El pasaje del trazo a la aguada designa, en primer lugar, la cuestión técnica que va a revelarse como la piedra angular del film. El director de fotografía cometió un error de iluminación al comienzo: para aumentar la línea y obtener negros muy densos, redujo intencionalmente su paleta hasta el punto de que los valores más oscuros se mezclaron cuando el pintor decidió extender la tinta con agua. Clouzot resuelve el problema con ingenio y elige cambiar el diafragma durante la propia elaboración de la película. Los matices vuelven a aparecer tan pronto como se habían perdido. Pero la cuestión permanece o, más bien, es solucionada en ese momento: el artista no trabaja sobre papel sino sobre película y el resultado no es el que está pintado sino el que está impresionado. Eso cambia todo, incluso es perturbador: Picasso está aquí, inventando la pintura en la película y, a medida que la inventa, la define. Lo que pone ante nuestros ojos son las reglas de una escritura cinematográfica totalmente original. La elección de la tinta se impuso por una razón muy simple: es la única técnica que por su naturaleza requiere velocidad en la ejecución, dado que se seca muy rápido. Su esencia misma está en su duración, y Clouzot, mediante artificios de montaje, la interrumpió siempre de manera eficaz. Otra ventaja, determinante desde el punto de vista de la transparencia, es que las tintas se superponen muy mal, virando rápidamente hacia el marrón, de allí el uso de los tonos uniformes.

        Hasta aquí los presupuestos. Donde Picasso también innova es en la elección de su paleta. La película data de mediados de la década del 50, cuando la reproducción fotográfica de las obras de arte aún era incipiente. La mayoría de las pinturas eran conocidas por el público a través de fotografías en blanco y negro. En cuanto a la fiabilidad en términos de restitución de lo real, la película fracasa. Aunque Clouzot puso en los créditos el nombre de su colorista, sigue siendo cierto que basta con mirar las secuencias teóricamente en blanco y negro sobre las que flotan vestigios de color indeseados para comprender que en el cine la representación de los matices cromáticos no es una ciencia exacta. De ahí los colores audaces que el pintor decide usar para minimizar el riesgo de traición por parte de la química. Picasso no mezcla los colores, además no tiene tiempo de hacerlo. Y el hecho de que no tenga tiempo es fundamental, pues la duración es la cuarta dimensión de su dibujo.
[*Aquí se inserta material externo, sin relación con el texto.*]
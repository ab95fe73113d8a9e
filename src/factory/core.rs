//! Driver factory.
//!
//! [`DriverFactory`] turns [`StartupSettings`] into a live, caller-owned
//! [`DriverHandle`]: either by launching a local driver binary and
//! connecting to it, or by requesting a session from a remote grid hub.
//! Both paths end with the same uniform step, setting the implicit wait
//! to the configured command timeout.
//!
//! # Example
//!
//! ```no_run
//! use webdriver_factory::{DriverFactory, StartupSettings};
//!
//! # async fn example() -> webdriver_factory::Result<()> {
//! let settings = StartupSettings::builder()
//!     .browser_type("googlechrome")
//!     .build()?;
//!
//! let handle = DriverFactory::new(settings).create_driver().await?;
//! handle.navigate("http://localhost").await?;
//! handle.quit().await?;
//! # Ok(())
//! # }
//! ```

// ============================================================================
// Imports
// ============================================================================

use std::io::ErrorKind;
use std::process::Stdio;
use std::time::Duration;

use thirtyfour::{Capabilities, TimeoutConfiguration, WebDriver};
use tokio::process::{Child, Command};
use tokio::time::Instant;
use tracing::{debug, info};

use crate::error::{Error, Result};
use crate::session::{DriverHandle, ProcessGuard};
use crate::settings::{StartupSettings, TargetBrowser};

use super::capabilities::remote_capabilities;
use super::plan::LaunchPlan;

// ============================================================================
// Constants
// ============================================================================

/// Poll interval while waiting for a freshly launched driver to accept
/// its first session.
const CONNECT_POLL_INTERVAL: Duration = Duration::from_millis(250);

// ============================================================================
// DriverFactory
// ============================================================================

/// Factory for creating driver handles from startup settings.
///
/// Stateless across calls; it holds only the settings reference and
/// never retains a handle after returning it. Concurrent calls are
/// independent and each produce their own session.
#[derive(Debug, Clone)]
pub struct DriverFactory {
    /// The startup settings driving every creation.
    settings: StartupSettings,
}

// ============================================================================
// DriverFactory - Public API
// ============================================================================

impl DriverFactory {
    /// Creates a factory over the given settings.
    #[inline]
    #[must_use]
    pub fn new(settings: StartupSettings) -> Self {
        Self { settings }
    }

    /// The settings this factory creates drivers from.
    #[inline]
    #[must_use]
    pub fn settings(&self) -> &StartupSettings {
        &self.settings
    }

    /// Creates a driver handle, local or grid-based per the settings.
    ///
    /// Single-shot: no retry, backoff or fallback between browser kinds
    /// happens here. The handle's implicit wait is set to the command
    /// timeout before it is returned, on both paths.
    ///
    /// # Errors
    ///
    /// - [`Error::UnsupportedBrowser`] if the browser text resolved to
    ///   `Unknown`, or to a kind without a local construction rule.
    ///   Checked first; no process is launched and no network is touched.
    /// - [`Error::Config`] if grid mode is enabled without a hub server.
    /// - [`Error::Connection`] / [`Error::ConnectionTimeout`] if session
    ///   creation fails.
    /// - [`Error::DriverNotFound`] / [`Error::ProcessLaunch`] if the
    ///   local driver binary is missing or fails to start.
    pub async fn create_driver(&self) -> Result<DriverHandle> {
        let kind = self.settings.target_browser();
        if !kind.is_known() {
            return Err(Error::unsupported_browser(kind.name()));
        }

        let handle = if self.settings.run_using_grid() {
            self.create_grid_driver().await?
        } else {
            self.create_local_driver(kind).await?
        };

        // Uniform across both paths; a handle that cannot take its
        // timeouts is released rather than returned half-configured.
        if let Err(e) = self.apply_session_timeouts(&handle).await {
            handle.dispose().await;
            return Err(e);
        }

        report_session(&handle).await;
        Ok(handle)
    }
}

// ============================================================================
// DriverFactory - Grid Path
// ============================================================================

impl DriverFactory {
    /// Requests a session from the grid hub.
    async fn create_grid_driver(&self) -> Result<DriverHandle> {
        let hub = self
            .settings
            .hub_uri()
            .ok_or_else(|| Error::config("Grid mode requires a hub server name"))?;

        let caps = remote_capabilities(&self.settings);
        debug!(hub = %hub, "Creating a grid driver");

        let driver = WebDriver::new(hub.as_str(), caps.clone())
            .await
            .map_err(|e| Error::connection(format!("{hub}: {e}")))?;

        Ok(DriverHandle::remote(driver, caps))
    }
}

// ============================================================================
// DriverFactory - Local Path
// ============================================================================

impl DriverFactory {
    /// Launches the local driver binary and connects to it.
    async fn create_local_driver(&self, kind: TargetBrowser) -> Result<DriverHandle> {
        let plan = LaunchPlan::for_browser(kind, &self.settings)
            .ok_or_else(|| Error::unsupported_browser(kind.name()))?;

        debug!(browser = %kind, binary = plan.binary_name(), "Creating a local driver");

        let child = self.spawn_driver_process(&plan)?;
        let caps = plan.session_capabilities();

        match connect_with_deadline(&plan.endpoint(), &caps, self.settings.timeout()).await {
            Ok(driver) => Ok(DriverHandle::local(driver, child, caps)),
            Err(e) => {
                // The process came up but never took a session.
                ProcessGuard::new(child).kill().await;
                Err(e)
            }
        }
    }

    /// Spawns the driver process described by the plan.
    fn spawn_driver_process(&self, plan: &LaunchPlan) -> Result<Child> {
        let binary = plan.binary_path();

        let mut cmd = Command::new(&binary);
        cmd.args(plan.process_args());

        // Suppress stdio
        cmd.stdin(Stdio::null())
            .stdout(Stdio::null())
            .stderr(Stdio::null());

        let child = cmd.spawn().map_err(|e| {
            if e.kind() == ErrorKind::NotFound {
                Error::driver_not_found(plan.binary_name())
            } else {
                Error::process_launch(e)
            }
        })?;

        info!(
            binary = %binary.display(),
            port = plan.port(),
            pid = child.id(),
            "Driver process spawned"
        );
        Ok(child)
    }
}

// ============================================================================
// DriverFactory - Shared Post-Setup
// ============================================================================

impl DriverFactory {
    /// Applies the command timeout to the live session.
    ///
    /// Page-load and script timeouts carry the command budget; the
    /// implicit wait is the uniform element/page wait both paths share.
    async fn apply_session_timeouts(&self, handle: &DriverHandle) -> Result<()> {
        let timeout = self.settings.timeout();

        let timeouts = TimeoutConfiguration::new(Some(timeout), Some(timeout), None);
        handle.webdriver().update_timeouts(timeouts).await?;

        handle.set_implicit_wait(timeout).await?;
        Ok(())
    }
}

// ============================================================================
// Session Diagnostics
// ============================================================================

/// Logs the capability set and the live browser's user agent.
///
/// Diagnostic only; runs after the handle is fully set up and never
/// fails creation.
async fn report_session(handle: &DriverHandle) {
    info!(capabilities = ?handle.capabilities(), "Driver capabilities");

    match handle.user_agent().await {
        Ok(agent) => info!(user_agent = %agent, "User agent"),
        Err(e) => debug!(error = %e, "Failed to read user agent"),
    }
}

// ============================================================================
// Connect Deadline
// ============================================================================

/// Attempts session creation against a freshly launched driver until it
/// succeeds or the command timeout elapses.
///
/// The driver binary needs a moment between spawn and accepting its
/// first session; attempts before that fail with connection refused.
async fn connect_with_deadline(
    endpoint: &str,
    caps: &Capabilities,
    timeout: Duration,
) -> Result<WebDriver> {
    let deadline = Instant::now() + timeout;

    loop {
        match WebDriver::new(endpoint, caps.clone()).await {
            Ok(driver) => return Ok(driver),
            Err(e) if Instant::now() >= deadline => {
                debug!(endpoint, error = %e, "Driver endpoint never became ready");
                return Err(Error::connection_timeout(timeout.as_millis() as u64));
            }
            Err(e) => {
                debug!(endpoint, error = %e, "Driver endpoint not ready; polling");
                tokio::time::sleep(CONNECT_POLL_INTERVAL).await;
            }
        }
    }
}

// ============================================================================
// Tests
// ============================================================================

#[cfg(test)]
mod tests {
    use super::*;

    fn settings() -> crate::settings::StartupSettingsBuilder {
        StartupSettings::builder().local_driver_directory("/opt/drivers")
    }

    fn factory(browser: &str) -> DriverFactory {
        DriverFactory::new(settings().browser_type(browser).build().unwrap())
    }

    #[tokio::test]
    async fn test_unknown_browser_is_rejected_before_any_work() {
        let err = factory("unknown-browser").create_driver().await.unwrap_err();
        assert!(matches!(err, Error::UnsupportedBrowser { .. }));
        assert!(!err.is_retryable());
    }

    #[tokio::test]
    async fn test_local_safari_has_no_construction_rule() {
        let err = factory("safari").create_driver().await.unwrap_err();
        assert!(matches!(err, Error::UnsupportedBrowser { .. }));
    }

    #[tokio::test]
    async fn test_grid_without_hub_name_is_config_error() {
        let settings = settings()
            .browser_type("googlechrome")
            .run_using_grid(true)
            .build()
            .unwrap();
        let err = DriverFactory::new(settings)
            .create_driver()
            .await
            .unwrap_err();

        assert!(matches!(err, Error::Config { .. }));
    }

    #[tokio::test]
    async fn test_missing_driver_binary_reports_driver_not_found() {
        let plan = LaunchPlan::for_browser(
            TargetBrowser::GoogleChrome,
            &settings().local_driver_directory("/nonexistent").build().unwrap(),
        )
        .unwrap();

        let err = factory("googlechrome")
            .spawn_driver_process(&plan)
            .unwrap_err();
        assert!(matches!(err, Error::DriverNotFound { .. }));
    }

    #[tokio::test]
    async fn test_connect_deadline_expires() {
        // Nothing listens on this endpoint; a zero budget fails on the
        // first attempt.
        let caps = Capabilities::new();
        let err = connect_with_deadline("http://localhost:1", &caps, Duration::ZERO)
            .await
            .unwrap_err();

        assert!(err.is_connection_error());
    }

    #[test]
    fn test_factory_is_clone_and_debug() {
        fn assert_clone<T: Clone>() {}
        fn assert_debug<T: std::fmt::Debug>() {}
        assert_clone::<DriverFactory>();
        assert_debug::<DriverFactory>();
    }
}
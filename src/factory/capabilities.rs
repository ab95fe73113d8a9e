//! Capability descriptor construction.
//!
//! The descriptor sent when requesting a remote grid session is built
//! purely from the startup settings at request time. Nothing here is
//! cached or persisted; every call recomputes the mapping.

// ============================================================================
// Imports
// ============================================================================

use serde_json::{Value, json};
use thirtyfour::Capabilities;

use crate::settings::{StartupSettings, TargetBrowser};

// ============================================================================
// Constants
// ============================================================================

/// Chrome switch disabling the popup blocker.
///
/// Suites drive popup windows; the blocker would silently eat them.
pub const DISABLE_POPUP_BLOCKING: &str = "--disable-popup-blocking";

// ============================================================================
// Descriptor Construction
// ============================================================================

/// Builds the capability descriptor for a remote grid session.
///
/// Always sets `browserName` to the raw free-text browser name (grid
/// remotes match on the text, not on the resolved kind). Chrome targets
/// additionally get the vendor switch list with popup blocking disabled.
/// A `version` capability is set only when the settings carry a
/// non-empty browser version. No other fields are populated.
#[must_use]
pub fn remote_capabilities(settings: &StartupSettings) -> Capabilities {
    let mut caps = Capabilities::new();
    caps.insert(
        "browserName".to_string(),
        Value::String(settings.browser_type().to_string()),
    );

    if settings.target_browser() == TargetBrowser::GoogleChrome {
        caps.insert(
            "goog:chromeOptions".to_string(),
            json!({ "args": [DISABLE_POPUP_BLOCKING] }),
        );
    }

    if !settings.browser_version().is_empty() {
        caps.insert(
            "version".to_string(),
            Value::String(settings.browser_version().to_string()),
        );
    }

    caps
}

// ============================================================================
// Tests
// ============================================================================

#[cfg(test)]
mod tests {
    use super::*;

    fn settings(browser: &str, version: &str) -> StartupSettings {
        StartupSettings::builder()
            .browser_type(browser)
            .browser_version(version)
            .local_driver_directory("/opt/drivers")
            .build()
            .unwrap()
    }

    #[test]
    fn test_browser_name_is_raw_text() {
        let caps = remote_capabilities(&settings("googlechrome", ""));
        assert_eq!(
            caps.get("browserName").and_then(Value::as_str),
            Some("googlechrome")
        );
    }

    #[test]
    fn test_chrome_without_version() {
        let caps = remote_capabilities(&settings("googlechrome", ""));

        let options = caps.get("goog:chromeOptions").unwrap();
        let args = options["args"].as_array().unwrap();
        assert_eq!(args, &[json!(DISABLE_POPUP_BLOCKING)]);
        assert!(!caps.contains_key("version"));
    }

    #[test]
    fn test_firefox_with_version() {
        let caps = remote_capabilities(&settings("firefox", "52"));

        assert_eq!(caps.get("version"), Some(&json!("52")));
        assert!(!caps.contains_key("goog:chromeOptions"));
    }

    #[test]
    fn test_unknown_browser_still_builds() {
        // Settings never validate the browser text; the descriptor just
        // carries it through.
        let caps = remote_capabilities(&settings("unknown-browser", ""));
        assert_eq!(
            caps.get("browserName").and_then(Value::as_str),
            Some("unknown-browser")
        );
        assert!(!caps.contains_key("goog:chromeOptions"));
    }

    #[test]
    fn test_descriptor_has_no_extra_fields() {
        let caps = remote_capabilities(&settings("firefox", ""));
        assert_eq!(caps.len(), 1);

        let caps = remote_capabilities(&settings("googlechrome", "100"));
        assert_eq!(caps.len(), 3);
    }
}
        Clouzot entiende tan bien de pintura como Picasso de cine. No lleva mucho tiempo darse cuenta de que lo que el director pone a su disposición es un plano, un plano-secuencia. Y, actor por naturaleza, no puede dejar de ver las extraordinarias posibilidades narrativas que le ofrece esta herramienta. Además del espacio, está la duración: una duración para configurar, un territorio por descubrir. No se trata en absoluto de los «cuadros que están por debajo del cuadro», cuya naturaleza examinaré más adelante: aquí hay un único cuadro que se presenta bajo la forma de una cinta de película destinada a ser proyectado. En cierto modo, cada fotograma participa de la obra terminada.

        Pero esta definición es insuficiente en la medida en que la naturaleza del tiempo cinematográfico, incluso si se improvisa, solo puede comprenderse en términos de dramaturgia. Y no vamos a entender nada sobre las tintas que Picasso despliega ante nuestros ojos si no las vemos como planos-secuencias porque así es como él las concibe. Cada uno de ellos tiene su propio ritmo, su tono, denso o ligero: su historia. Efectos de ralentización, de aceleración, movimientos teatrales, gestos, guiños al espectador, la dramaturgia pictórica, cuyas bases va a sentar Picasso, es de una libertad sin límites.

        Esta cuestión de la cuarta dimensión de la pintura atraviesa el arte moderno. Sabemos que fue la búsqueda romántica del movimiento lo que llevó a Turner a la abstracción. Intuición profética porque es a partir de la capacidad de improvisación del arte abstracto y de su capacidad de transcripción en la película que Picasso resuelve –mido mis palabras– un enigma histórico. Los pioneros de la fotografía, los futuristas, los constructivistas, todos buscaron la duración en el movimiento y el movimiento en la composición. Al negar la composición y recurrir a la improvisación jazzística y a la caligrafía, Picasso hizo un descubrimiento crucial.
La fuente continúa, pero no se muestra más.